Begitu mobil keluar dari halaman rumah, para petugas KPK pun mengepung. Dua pengawal Freddy yang berasal dari kepolisian mencoba melawan. Namun, akhirnya Freddy berhasil dibekuk KPK dan Freddy pun dibawa masuk kembali ke dalam rumah itu.
Irawady Joenoes, anggota Komisi Yudisial (KY), masih berada di dalam rumah itu. Freddy pun menunjuk tas merah dengan merek Louis Vuitton yang ternyata berisi 6.000 lembar uang pecahan Rp 100.000 dengan total jumlah uang di tas Rp 600 juta. Sementara di saku celana Irawady ditemukan 300 lembar pecahan 100 dollar AS.
Keduanya pun dibawa ke Kantor KPK untuk diperiksa lebih lanjut. Rumah tersebut bukanlah rumah Irawady, melainkan milik kakak iparnya, salah seorang pensiunan jenderal.
Sebelum bertemu dengan Freddy, Irawady sempat bertemu dengan Jaksa Agung Hendarman Supandji pada pukul 11.00 di Kejaksaan Agung. Selanjutnya, Irawady pun meluncur ke Jalan Panglima Polim. Di kawasan Blok M, Irawady menurunkan ajudannya, lalu ia bersama sopirnya menuju rumah kerabatnya di Jalan Panglima Polim itu.
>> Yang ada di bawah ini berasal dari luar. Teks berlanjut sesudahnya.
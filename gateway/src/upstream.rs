use std::time::Duration;

use shared::{RouteRequest, RouteResponse};

use crate::error::GatewayError;

const MAX_DETAIL_CHARS: usize = 200;

/// HTTP client for the routing service. Route finding and GPX generation
/// both happen there; this side only relays.
#[derive(Debug, Clone)]
pub struct UpstreamClient {
    http: reqwest::Client,
    base_url: String,
}

impl UpstreamClient {
    pub fn new(base_url: &str, timeout: Duration) -> Result<Self, GatewayError> {
        let http = reqwest::Client::builder().timeout(timeout).build()?;
        Ok(Self {
            http,
            base_url: base_url.trim_end_matches('/').to_string(),
        })
    }

    pub fn base_url(&self) -> &str {
        &self.base_url
    }

    async fn post(&self, path: &str, request: &RouteRequest) -> Result<reqwest::Response, GatewayError> {
        let url = format!("{}{path}", self.base_url);
        tracing::debug!("forwarding to {url}");
        let response = self.http.post(&url).json(request).send().await?;

        let status = response.status();
        if !status.is_success() {
            let body = response.text().await.unwrap_or_default();
            return Err(GatewayError::UpstreamStatus {
                status: status.as_u16(),
                detail: body.trim().chars().take(MAX_DETAIL_CHARS).collect(),
            });
        }
        Ok(response)
    }

    /// Read failures count as a bad body.
    async fn post_for_body(&self, path: &str, request: &RouteRequest) -> Result<Vec<u8>, GatewayError> {
        let response = self.post(path, request).await?;
        let bytes = response
            .bytes()
            .await
            .map_err(|err| GatewayError::UpstreamBody(err.to_string()))?;
        Ok(bytes.to_vec())
    }

    pub async fn route(&self, request: &RouteRequest) -> Result<RouteResponse, GatewayError> {
        let bytes = self.post_for_body("/api/route", request).await?;
        serde_json::from_slice(&bytes).map_err(|err| GatewayError::UpstreamBody(err.to_string()))
    }

    pub async fn gpx(&self, request: &RouteRequest) -> Result<Vec<u8>, GatewayError> {
        self.post_for_body("/download_gpx", request).await
    }
}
Siapa itu Freddy Santoso? Freddy adalah pemilik tanah 5.720 meter persegi di Jalan Kramat Raya Nomor 57 yang dibeli oleh KY dengan harga Rp 46,990 miliar. Tanah ini disinyalir sudah diagunkan ke bank.
KPK mulai mencium aroma tak sedap proses pengadaan tanah milik KY ini sejak satu bulan sebelumnya. Tim KPK pun dibentuk dengan personel sekitar 15 orang.
Awalnya hanya memantau tim pengadaan tanah yang dipimpin Prijono, tetapi rupanya fakta menunjukkan perkembangan yang signifikan. Ada keterlibatan seorang anggota KY, yaitu Irawady Joenoes.
Sejak saat itu, setiap pergerakan diawasi, di antaranya pertemuan Prijono dengan Freddy Santoso di toko kue Sindoro yang diduga berujung dengan pemberian sejumlah uang, bahkan pertemuan lain di sebuah hotel.
Ketua Komisi Yudisial Busyro Muqoddas menyatakan, ia telah meminta keterangan Prijono terkait dengan informasi di toko kue Sindoro itu.
Prijono mengakui ada pertemuan itu, tetapi ia mengatakan tidak menerima uang dari Freddy. Tas plastik yang dibawa keluar dari toko Sindoro adalah kue yang dibelikan Freddy, ungkap Busyro.
Sejumlah pertemuan lain pun diawasi KPK, termasuk dengan penarikan uang dalam jumlah sangat besar yang dilakukan Freddy, beberapa hari sebelum penangkapan.
Meski semua gerak-gerik sudah diawasi, bukan berarti tim bisa langsung menangkap Irawady-Freddy.
Pada Senin (24/9), Freddy dan Irawady sempat berencana bertemu di rumah Irawady, Jalan Rangu Raya Nomor 21 Pangkalan Jati, Jakarta Selatan. Namun rencana itu batal, kemudian diubah menjadi hari Rabu.
Versi Irawady
Irawady pun memiliki dalih tersendiri. Kuasa hukum Irawady, Firman Wijaya, menjelaskan keterangan Irawady dalam pemeriksaan.
Dalam berita acara pemeriksaan itu, Irawady mengatakan, keberadaannya di Panglima Polim dalam rangka membuktikan sinyalemen pemberian uang kepada panitia pengadaan tanah. Irawady mengaku mendapat tugas dari Ketua KY untuk menyupervisi Sekretariat Jenderal KY terkait teknis administrasi, anggaran, dan lainnya.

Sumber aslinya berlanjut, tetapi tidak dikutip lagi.